Return the records exactly, from the first line through the "pub struct BeamView" line.

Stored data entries
※
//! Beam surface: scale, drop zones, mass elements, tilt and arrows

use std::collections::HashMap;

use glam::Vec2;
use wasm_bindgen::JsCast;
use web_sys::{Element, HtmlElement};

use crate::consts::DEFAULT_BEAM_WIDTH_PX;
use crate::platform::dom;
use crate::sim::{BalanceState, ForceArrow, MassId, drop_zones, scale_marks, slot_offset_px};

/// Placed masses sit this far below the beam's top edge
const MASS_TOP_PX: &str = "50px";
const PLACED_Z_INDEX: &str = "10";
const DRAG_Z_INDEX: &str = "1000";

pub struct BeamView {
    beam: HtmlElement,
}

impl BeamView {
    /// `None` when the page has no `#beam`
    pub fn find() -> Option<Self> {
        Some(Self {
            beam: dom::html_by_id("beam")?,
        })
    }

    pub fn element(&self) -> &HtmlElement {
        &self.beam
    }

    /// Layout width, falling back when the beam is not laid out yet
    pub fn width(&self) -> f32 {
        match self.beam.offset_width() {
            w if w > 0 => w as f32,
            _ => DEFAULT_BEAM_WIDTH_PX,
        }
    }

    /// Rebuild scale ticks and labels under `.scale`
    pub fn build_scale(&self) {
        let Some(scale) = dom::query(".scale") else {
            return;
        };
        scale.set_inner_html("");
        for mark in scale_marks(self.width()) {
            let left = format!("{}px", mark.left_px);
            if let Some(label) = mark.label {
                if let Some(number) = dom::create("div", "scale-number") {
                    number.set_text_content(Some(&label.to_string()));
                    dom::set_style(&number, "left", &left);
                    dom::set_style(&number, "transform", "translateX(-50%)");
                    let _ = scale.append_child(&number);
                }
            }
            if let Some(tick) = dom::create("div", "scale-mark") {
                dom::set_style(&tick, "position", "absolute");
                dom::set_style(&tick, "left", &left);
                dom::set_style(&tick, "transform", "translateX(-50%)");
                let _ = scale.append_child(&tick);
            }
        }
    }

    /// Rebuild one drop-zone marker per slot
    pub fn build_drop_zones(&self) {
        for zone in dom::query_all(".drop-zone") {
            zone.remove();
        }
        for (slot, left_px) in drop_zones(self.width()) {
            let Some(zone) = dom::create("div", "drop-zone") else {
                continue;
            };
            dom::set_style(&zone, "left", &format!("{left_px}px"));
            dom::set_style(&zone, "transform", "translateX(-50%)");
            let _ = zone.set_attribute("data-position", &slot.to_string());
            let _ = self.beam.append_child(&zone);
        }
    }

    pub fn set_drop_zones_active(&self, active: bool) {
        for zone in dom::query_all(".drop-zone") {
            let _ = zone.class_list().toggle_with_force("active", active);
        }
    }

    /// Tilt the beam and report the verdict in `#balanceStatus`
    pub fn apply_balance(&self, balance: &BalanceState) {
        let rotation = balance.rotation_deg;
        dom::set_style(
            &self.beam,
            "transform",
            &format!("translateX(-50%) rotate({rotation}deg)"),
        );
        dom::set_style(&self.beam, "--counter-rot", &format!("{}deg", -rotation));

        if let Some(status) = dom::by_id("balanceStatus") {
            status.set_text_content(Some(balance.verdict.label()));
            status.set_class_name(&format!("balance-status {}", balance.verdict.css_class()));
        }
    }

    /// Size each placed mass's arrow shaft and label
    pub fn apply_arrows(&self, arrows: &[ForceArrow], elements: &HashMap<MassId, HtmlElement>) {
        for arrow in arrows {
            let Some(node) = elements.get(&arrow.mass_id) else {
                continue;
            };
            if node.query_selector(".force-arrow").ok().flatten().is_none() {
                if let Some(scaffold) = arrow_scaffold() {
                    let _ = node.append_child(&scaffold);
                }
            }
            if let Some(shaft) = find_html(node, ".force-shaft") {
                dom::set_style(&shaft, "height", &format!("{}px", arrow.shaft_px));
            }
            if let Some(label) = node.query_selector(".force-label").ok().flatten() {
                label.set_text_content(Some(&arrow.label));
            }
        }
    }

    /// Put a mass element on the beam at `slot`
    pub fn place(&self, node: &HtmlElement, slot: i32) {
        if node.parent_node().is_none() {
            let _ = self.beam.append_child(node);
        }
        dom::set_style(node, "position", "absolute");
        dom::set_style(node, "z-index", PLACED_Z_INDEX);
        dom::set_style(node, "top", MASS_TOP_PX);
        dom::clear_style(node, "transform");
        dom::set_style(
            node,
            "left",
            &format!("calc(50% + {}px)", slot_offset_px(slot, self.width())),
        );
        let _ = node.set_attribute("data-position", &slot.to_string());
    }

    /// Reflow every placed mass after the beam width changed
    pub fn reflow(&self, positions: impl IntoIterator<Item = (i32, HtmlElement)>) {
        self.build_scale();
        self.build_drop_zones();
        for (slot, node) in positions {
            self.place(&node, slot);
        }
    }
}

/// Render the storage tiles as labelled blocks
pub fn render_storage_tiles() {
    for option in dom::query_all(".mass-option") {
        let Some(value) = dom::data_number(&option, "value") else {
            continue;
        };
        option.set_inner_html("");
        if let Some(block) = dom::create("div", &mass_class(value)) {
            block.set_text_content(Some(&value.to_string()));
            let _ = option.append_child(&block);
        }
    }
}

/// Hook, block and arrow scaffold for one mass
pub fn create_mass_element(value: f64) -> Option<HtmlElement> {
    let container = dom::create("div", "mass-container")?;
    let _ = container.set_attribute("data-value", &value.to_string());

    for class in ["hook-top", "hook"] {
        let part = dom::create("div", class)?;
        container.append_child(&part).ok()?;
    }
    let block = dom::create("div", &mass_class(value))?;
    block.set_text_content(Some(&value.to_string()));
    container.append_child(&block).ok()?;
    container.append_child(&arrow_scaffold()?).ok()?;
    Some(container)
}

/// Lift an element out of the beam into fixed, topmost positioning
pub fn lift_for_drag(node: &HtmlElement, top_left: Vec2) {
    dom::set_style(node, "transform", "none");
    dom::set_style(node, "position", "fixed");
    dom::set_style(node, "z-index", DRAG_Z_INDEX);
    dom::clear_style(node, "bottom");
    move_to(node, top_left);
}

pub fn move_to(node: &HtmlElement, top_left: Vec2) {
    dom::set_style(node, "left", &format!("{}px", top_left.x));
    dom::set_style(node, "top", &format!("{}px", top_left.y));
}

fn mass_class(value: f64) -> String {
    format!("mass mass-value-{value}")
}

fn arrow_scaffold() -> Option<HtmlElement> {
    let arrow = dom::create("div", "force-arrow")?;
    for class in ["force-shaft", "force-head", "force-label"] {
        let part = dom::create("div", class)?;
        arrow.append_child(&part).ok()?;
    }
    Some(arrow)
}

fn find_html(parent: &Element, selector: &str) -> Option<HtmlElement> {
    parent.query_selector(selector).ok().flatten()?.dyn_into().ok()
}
※
◆ Solution below:
//! Beam surface: scale, drop zones, mass elements, tilt and arrows

use std::collections::HashMap;

use glam::Vec2;
use wasm_bindgen::JsCast;
use web_sys::{Element, HtmlElement};

use crate::consts::DEFAULT_BEAM_WIDTH_PX;
use crate::platform::dom;
use crate::sim::{BalanceState, ForceArrow, MassId, drop_zones, scale_marks, slot_offset_px};

/// Placed masses sit this far below the beam's top edge
const MASS_TOP_PX: &str = "50px";
const PLACED_Z_INDEX: &str = "10";
const DRAG_Z_INDEX: &str = "1000";

pub struct BeamView {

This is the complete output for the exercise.